Please upvote, comment, and like.
Thank you very much.
What's the difference between you and an idiot? Not very much if you reword and post the same joke over and over.
What would you find on a haunted beach?
A sand-witch!
"Hey guys, I'm a new jokester, remember my name as I'll be making a lot more!!! P.S. They will be much better than this one!"
Son: Daddy, why is this red soup so sweet?
Because your mother had diabetes.
Daddy, why is this red soup so sweet?
Because your mother has diabetes.
HEY! You guys need to S T O P making Stephen Hawking jokes. He has done so much for the theoretical physics world, and THIS is how you choose to repay him? All 653 of you should be ashamed of yourselves.
I once went to the bar for a pint, but the strippers there didn't have that much breast milk.
There was this guy who asked a girl how much her hand jobs are. "$25k." How much are your blowjobs? "$50k." How much do you charge to have sex on the street?
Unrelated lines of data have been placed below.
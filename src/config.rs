use crate::campaign::{Campaign, CampaignSpec, CampaignTable, CampaignTemplate, MatchRule, TemplateSpec};
use crate::error::{Error, Result};
use crate::options::TopicPreference;
use crate::types::CampaignInfo;
use serde::{Deserialize, Serialize};
use std::fs;
use std::path::Path;

/// Name prefix prefilled in the form
pub const DEFAULT_PREFIX: &str = "Ms.";

/// Configuration for preparing message forms
#[derive(Debug, Clone, PartialEq, Eq, Serialize, Deserialize)]
#[serde(default)]
pub struct FormConfig {
    /// Prefix prefilled in the form, independent of user input
    pub default_prefix: String,
    /// Campaign block attached to every outgoing message
    pub campaign_info: CampaignInfo,
    /// Topic preselection heuristics
    pub topics: TopicPreference,
    /// Campaign entries tried before the built-in ones
    pub campaigns: Vec<CampaignSpec>,
    /// Append the built-in campaigns after the configured ones
    pub include_builtin_campaigns: bool,
    /// Replaces the built-in fallback template
    pub fallback_campaign: Option<TemplateSpec>,
}

impl FormConfig {
    /// Create a new default configuration
    pub fn new() -> Self {
        Self {
            default_prefix: DEFAULT_PREFIX.to_string(),
            campaign_info: CampaignInfo::default(),
            topics: TopicPreference::default(),
            campaigns: Vec::new(),
            include_builtin_campaigns: true,
            fallback_campaign: None,
        }
    }

    /// Parse a configuration from YAML
    pub fn from_yaml_str(contents: &str) -> Result<Self> {
        let config: FormConfig = serde_yaml::from_str(contents)?;
        config.validate()?;
        Ok(config)
    }

    /// Load and validate a YAML configuration file
    pub fn load(path: &Path) -> Result<Self> {
        let contents = fs::read_to_string(path)?;
        Self::from_yaml_str(&contents)
    }

    /// Validate the configuration
    pub fn validate(&self) -> Result<()> {
        if self.default_prefix.trim().is_empty() {
            return Err(Error::Config("Default prefix must not be empty".to_string()));
        }

        if self.topics.keywords.iter().any(|k| k.is_empty()) {
            return Err(Error::Config(
                "Empty topic keyword would match every option".to_string(),
            ));
        }

        self.campaign_table().map(|_| ())
    }

    /// Compile the campaign table: configured entries first, then the
    /// built-in ones unless disabled
    pub fn campaign_table(&self) -> Result<CampaignTable> {
        let builtin = CampaignTable::builtin();

        let mut entries = self
            .campaigns
            .iter()
            .map(Campaign::try_from)
            .collect::<Result<Vec<_>>>()?;

        if self.include_builtin_campaigns {
            entries.extend(builtin.entries().iter().cloned());
        }

        let fallback = match &self.fallback_campaign {
            Some(spec) => CampaignTemplate::try_from(spec)?,
            None => builtin.fallback().clone(),
        };

        Ok(CampaignTable::new(entries, fallback))
    }
}

impl Default for FormConfig {
    fn default() -> Self {
        Self::new()
    }
}

/// Builder for creating configurations
#[derive(Debug, Clone, Default)]
pub struct FormConfigBuilder {
    config: FormConfig,
}

impl FormConfigBuilder {
    /// Create a new builder with default settings
    pub fn new() -> Self {
        Self {
            config: FormConfig::new(),
        }
    }

    /// Set the prefilled name prefix
    pub fn default_prefix(mut self, prefix: impl Into<String>) -> Self {
        self.config.default_prefix = prefix.into();
        self
    }

    /// Set the campaign block attached to outgoing messages
    pub fn campaign_info(mut self, info: CampaignInfo) -> Self {
        self.config.campaign_info = info;
        self
    }

    /// Set the topic keywords, tried in order
    pub fn topic_keywords(mut self, keywords: Vec<String>) -> Self {
        self.config.topics.keywords = keywords;
        self
    }

    /// Set the topic index used when no keyword matches
    pub fn topic_fallback_index(mut self, index: usize) -> Self {
        self.config.topics.fallback_index = index;
        self
    }

    /// Add a campaign entry ahead of the built-in ones
    pub fn add_campaign(
        mut self,
        rule: MatchRule,
        subject: impl Into<String>,
        body: impl Into<String>,
    ) -> Self {
        self.config.campaigns.push(CampaignSpec {
            rule,
            subject: subject.into(),
            body: body.into(),
        });
        self
    }

    /// Drop the built-in campaigns
    pub fn without_builtin_campaigns(mut self) -> Self {
        self.config.include_builtin_campaigns = false;
        self
    }

    /// Replace the fallback template
    pub fn fallback_campaign(mut self, subject: impl Into<String>, body: impl Into<String>) -> Self {
        self.config.fallback_campaign = Some(TemplateSpec {
            subject: subject.into(),
            body: body.into(),
        });
        self
    }

    /// Build the final configuration
    pub fn build(self) -> Result<FormConfig> {
        self.config.validate()?;
        Ok(self.config)
    }
}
REPLY: "I would if I had a pussy."
Two antennas met on a roof, fell in love, and got married. The ceremony wasn't much, but the reception was excellent.
I didn't fart. My ass likes you so much, it just blew you a kiss!
Why do orphans go to church so much?
So they can have someone to call father.
Why do women like Pac-Man so much?
How else can you get eaten three times for a quarter?
Q: How much does a skeleton weigh?
A: A skele-TON.
"Oh daddy," the kid said. "I love you so much!"
"Hey," the man responded. "Until we get the DNA test results, I'm just Harry to you!"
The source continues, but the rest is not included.